== Segment start ==
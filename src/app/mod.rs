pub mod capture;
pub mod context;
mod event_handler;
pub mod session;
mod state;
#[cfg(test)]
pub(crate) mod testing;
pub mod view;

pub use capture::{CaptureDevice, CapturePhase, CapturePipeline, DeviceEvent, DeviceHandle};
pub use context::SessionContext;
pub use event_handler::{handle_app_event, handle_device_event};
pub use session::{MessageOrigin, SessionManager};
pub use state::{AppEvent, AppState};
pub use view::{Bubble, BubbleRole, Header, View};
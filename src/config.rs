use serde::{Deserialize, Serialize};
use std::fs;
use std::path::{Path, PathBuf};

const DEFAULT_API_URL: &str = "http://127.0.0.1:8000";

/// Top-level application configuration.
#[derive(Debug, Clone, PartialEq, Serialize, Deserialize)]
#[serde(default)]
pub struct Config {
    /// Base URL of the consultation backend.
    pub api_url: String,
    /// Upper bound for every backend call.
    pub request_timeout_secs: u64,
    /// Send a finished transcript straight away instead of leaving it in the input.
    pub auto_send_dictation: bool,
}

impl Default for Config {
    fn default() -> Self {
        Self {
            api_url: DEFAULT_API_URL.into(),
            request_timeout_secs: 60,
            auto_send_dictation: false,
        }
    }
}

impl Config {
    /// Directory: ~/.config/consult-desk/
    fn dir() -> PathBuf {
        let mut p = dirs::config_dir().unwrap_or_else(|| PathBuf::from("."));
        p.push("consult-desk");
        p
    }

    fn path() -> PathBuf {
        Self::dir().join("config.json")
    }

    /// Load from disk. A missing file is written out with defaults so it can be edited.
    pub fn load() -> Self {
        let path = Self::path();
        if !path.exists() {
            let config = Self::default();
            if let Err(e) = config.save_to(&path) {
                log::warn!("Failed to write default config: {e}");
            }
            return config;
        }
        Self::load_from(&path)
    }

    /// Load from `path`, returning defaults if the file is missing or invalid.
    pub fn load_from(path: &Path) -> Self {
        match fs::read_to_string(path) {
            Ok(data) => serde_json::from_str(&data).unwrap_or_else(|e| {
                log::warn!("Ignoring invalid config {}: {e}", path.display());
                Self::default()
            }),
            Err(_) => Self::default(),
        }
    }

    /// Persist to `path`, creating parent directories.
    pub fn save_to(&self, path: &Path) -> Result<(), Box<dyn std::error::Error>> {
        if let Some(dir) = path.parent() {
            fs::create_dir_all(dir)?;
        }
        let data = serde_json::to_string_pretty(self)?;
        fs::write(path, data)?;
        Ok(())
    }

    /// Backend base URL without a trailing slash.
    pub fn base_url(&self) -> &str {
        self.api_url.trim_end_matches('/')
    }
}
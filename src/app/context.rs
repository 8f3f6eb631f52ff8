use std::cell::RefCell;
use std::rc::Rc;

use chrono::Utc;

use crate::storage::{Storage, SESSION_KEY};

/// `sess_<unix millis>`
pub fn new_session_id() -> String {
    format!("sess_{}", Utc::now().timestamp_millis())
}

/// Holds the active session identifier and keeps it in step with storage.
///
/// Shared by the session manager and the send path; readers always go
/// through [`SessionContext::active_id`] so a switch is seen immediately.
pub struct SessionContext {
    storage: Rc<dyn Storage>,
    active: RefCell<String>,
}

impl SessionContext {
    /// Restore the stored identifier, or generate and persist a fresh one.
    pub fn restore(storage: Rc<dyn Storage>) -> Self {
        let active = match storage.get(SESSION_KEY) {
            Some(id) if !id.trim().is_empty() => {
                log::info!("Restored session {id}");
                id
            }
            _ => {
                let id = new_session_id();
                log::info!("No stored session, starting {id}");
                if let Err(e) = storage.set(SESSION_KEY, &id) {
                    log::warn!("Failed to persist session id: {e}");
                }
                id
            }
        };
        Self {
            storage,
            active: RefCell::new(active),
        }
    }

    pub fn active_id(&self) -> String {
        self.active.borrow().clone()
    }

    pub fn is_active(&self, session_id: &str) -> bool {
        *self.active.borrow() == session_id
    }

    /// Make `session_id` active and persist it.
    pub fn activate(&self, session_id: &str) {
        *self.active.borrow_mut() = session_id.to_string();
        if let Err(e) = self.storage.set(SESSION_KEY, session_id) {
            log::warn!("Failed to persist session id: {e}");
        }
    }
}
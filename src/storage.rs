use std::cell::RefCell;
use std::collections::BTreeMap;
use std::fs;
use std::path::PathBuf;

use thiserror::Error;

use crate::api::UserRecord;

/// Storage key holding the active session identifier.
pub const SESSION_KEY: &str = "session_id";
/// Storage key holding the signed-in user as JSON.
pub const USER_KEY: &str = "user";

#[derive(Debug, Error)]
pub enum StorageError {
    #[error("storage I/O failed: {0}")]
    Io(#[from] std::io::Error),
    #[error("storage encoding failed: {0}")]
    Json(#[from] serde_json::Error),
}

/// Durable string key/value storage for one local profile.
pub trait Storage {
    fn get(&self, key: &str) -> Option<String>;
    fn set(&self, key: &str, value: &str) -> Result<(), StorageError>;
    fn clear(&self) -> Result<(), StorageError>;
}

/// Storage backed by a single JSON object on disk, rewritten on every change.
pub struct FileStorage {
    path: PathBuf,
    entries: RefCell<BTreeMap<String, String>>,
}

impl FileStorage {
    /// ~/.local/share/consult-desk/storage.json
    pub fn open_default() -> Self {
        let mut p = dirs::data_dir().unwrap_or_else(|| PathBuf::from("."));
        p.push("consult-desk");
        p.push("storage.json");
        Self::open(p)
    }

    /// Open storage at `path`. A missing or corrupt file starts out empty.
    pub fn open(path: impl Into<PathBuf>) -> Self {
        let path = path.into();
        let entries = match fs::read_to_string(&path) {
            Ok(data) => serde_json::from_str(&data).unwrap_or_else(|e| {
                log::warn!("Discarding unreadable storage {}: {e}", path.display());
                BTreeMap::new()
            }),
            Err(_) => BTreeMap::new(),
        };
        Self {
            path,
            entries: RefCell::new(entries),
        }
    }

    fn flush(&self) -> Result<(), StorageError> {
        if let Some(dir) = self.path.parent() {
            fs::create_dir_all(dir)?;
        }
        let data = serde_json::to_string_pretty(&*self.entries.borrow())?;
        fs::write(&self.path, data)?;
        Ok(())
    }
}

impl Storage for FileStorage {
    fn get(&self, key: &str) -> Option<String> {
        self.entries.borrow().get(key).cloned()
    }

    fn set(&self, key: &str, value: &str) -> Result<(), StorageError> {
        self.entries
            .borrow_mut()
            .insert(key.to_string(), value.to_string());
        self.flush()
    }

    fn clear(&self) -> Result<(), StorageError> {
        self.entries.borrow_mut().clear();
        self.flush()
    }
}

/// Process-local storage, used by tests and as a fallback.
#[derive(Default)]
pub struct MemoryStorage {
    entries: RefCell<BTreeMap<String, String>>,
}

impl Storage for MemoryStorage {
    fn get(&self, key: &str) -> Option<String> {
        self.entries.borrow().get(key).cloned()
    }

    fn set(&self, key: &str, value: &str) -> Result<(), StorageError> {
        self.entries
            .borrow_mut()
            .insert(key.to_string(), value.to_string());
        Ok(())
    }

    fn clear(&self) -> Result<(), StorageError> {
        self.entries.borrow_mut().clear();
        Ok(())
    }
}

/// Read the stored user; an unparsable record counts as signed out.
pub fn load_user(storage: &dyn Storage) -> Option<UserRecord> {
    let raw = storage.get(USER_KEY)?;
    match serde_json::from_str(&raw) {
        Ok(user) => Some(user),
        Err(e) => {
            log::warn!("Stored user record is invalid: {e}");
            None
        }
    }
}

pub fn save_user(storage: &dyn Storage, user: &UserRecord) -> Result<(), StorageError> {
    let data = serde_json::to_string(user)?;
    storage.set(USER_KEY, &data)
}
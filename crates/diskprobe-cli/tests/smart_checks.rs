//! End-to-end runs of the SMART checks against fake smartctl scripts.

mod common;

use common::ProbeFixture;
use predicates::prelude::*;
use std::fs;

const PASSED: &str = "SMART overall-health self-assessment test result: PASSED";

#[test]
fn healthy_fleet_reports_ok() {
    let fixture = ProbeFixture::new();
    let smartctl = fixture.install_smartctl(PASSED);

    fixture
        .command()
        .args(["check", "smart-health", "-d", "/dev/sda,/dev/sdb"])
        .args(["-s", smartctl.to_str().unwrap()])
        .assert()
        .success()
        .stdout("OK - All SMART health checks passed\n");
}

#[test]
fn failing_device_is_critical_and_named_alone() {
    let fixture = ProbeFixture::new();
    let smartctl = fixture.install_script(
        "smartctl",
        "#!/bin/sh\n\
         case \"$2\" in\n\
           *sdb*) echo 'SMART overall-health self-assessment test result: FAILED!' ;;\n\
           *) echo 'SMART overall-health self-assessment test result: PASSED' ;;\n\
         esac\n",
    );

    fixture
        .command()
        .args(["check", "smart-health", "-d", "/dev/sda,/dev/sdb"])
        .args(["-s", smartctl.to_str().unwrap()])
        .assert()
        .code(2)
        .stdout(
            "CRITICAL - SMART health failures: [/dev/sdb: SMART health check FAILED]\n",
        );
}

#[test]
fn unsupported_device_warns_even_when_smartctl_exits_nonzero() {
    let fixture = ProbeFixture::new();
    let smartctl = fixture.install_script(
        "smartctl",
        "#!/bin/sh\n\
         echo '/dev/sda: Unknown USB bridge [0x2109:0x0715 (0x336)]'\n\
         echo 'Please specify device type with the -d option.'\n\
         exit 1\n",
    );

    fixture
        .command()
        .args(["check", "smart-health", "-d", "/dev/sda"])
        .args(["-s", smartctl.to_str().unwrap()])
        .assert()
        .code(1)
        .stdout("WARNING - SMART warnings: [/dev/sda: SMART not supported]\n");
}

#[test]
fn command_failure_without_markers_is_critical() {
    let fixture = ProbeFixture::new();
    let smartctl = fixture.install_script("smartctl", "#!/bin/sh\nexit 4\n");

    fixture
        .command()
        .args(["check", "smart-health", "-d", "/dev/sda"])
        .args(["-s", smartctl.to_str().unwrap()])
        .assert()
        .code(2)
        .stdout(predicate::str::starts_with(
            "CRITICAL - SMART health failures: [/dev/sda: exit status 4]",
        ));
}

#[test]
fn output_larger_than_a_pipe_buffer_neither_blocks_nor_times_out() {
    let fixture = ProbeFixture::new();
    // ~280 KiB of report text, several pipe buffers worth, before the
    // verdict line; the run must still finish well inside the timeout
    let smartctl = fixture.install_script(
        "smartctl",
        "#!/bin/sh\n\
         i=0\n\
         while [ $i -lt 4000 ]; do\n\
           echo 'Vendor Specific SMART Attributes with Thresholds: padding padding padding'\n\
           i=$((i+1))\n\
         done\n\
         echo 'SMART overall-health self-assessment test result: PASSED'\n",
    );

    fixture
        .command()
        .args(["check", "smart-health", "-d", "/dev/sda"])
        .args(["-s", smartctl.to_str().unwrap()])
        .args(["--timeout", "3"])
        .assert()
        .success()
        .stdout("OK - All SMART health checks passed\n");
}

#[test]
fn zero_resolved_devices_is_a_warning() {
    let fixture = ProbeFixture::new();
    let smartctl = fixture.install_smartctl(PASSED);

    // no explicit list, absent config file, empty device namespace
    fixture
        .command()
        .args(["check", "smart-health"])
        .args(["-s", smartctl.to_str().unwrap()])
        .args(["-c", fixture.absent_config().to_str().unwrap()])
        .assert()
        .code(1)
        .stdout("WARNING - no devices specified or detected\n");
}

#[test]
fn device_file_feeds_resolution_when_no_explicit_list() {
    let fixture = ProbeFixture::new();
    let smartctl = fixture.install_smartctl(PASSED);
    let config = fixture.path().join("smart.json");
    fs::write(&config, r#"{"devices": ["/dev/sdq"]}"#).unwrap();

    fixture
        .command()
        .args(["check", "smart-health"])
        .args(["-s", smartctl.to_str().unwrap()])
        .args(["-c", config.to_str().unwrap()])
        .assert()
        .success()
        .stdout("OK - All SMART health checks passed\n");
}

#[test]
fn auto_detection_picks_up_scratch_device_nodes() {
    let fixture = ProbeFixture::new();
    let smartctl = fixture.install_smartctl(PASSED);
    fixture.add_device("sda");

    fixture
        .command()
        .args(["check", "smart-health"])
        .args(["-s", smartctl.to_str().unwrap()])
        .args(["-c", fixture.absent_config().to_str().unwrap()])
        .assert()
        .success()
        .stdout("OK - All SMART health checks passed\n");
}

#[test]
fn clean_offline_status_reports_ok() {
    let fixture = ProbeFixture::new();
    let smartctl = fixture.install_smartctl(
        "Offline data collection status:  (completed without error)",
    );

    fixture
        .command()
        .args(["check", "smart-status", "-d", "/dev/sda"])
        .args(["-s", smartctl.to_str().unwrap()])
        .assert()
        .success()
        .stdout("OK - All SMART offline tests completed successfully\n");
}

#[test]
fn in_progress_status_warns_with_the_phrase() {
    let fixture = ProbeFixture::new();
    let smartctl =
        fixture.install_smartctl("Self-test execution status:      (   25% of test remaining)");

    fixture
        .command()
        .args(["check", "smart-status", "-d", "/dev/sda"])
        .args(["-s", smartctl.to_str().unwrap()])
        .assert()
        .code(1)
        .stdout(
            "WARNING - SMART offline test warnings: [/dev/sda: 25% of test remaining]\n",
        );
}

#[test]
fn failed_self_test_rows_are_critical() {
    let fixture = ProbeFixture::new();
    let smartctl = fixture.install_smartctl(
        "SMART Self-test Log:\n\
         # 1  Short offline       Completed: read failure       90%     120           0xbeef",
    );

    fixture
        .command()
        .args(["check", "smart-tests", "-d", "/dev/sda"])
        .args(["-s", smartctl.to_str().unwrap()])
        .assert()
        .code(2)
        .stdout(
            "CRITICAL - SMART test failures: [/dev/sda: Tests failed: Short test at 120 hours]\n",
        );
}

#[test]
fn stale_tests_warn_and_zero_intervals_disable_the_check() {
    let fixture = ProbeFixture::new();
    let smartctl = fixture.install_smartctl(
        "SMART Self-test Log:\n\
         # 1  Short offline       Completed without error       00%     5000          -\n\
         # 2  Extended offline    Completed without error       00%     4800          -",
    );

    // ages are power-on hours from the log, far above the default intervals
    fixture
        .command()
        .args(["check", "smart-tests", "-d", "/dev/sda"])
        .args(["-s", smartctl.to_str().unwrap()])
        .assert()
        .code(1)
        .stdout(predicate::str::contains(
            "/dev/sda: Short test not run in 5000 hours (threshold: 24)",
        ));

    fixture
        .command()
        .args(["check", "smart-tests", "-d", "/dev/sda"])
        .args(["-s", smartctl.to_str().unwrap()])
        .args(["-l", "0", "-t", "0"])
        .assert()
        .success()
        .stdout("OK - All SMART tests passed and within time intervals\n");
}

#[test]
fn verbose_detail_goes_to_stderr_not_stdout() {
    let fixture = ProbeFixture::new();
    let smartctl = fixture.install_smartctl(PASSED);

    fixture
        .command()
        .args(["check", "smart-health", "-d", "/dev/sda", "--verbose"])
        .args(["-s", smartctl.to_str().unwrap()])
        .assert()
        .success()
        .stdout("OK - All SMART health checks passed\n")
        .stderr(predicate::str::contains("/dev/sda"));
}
== Segment end ==
All lines of the entries above where "common" turns up should be reported.

**Result of this task**
mod common;
use common::ProbeFixture;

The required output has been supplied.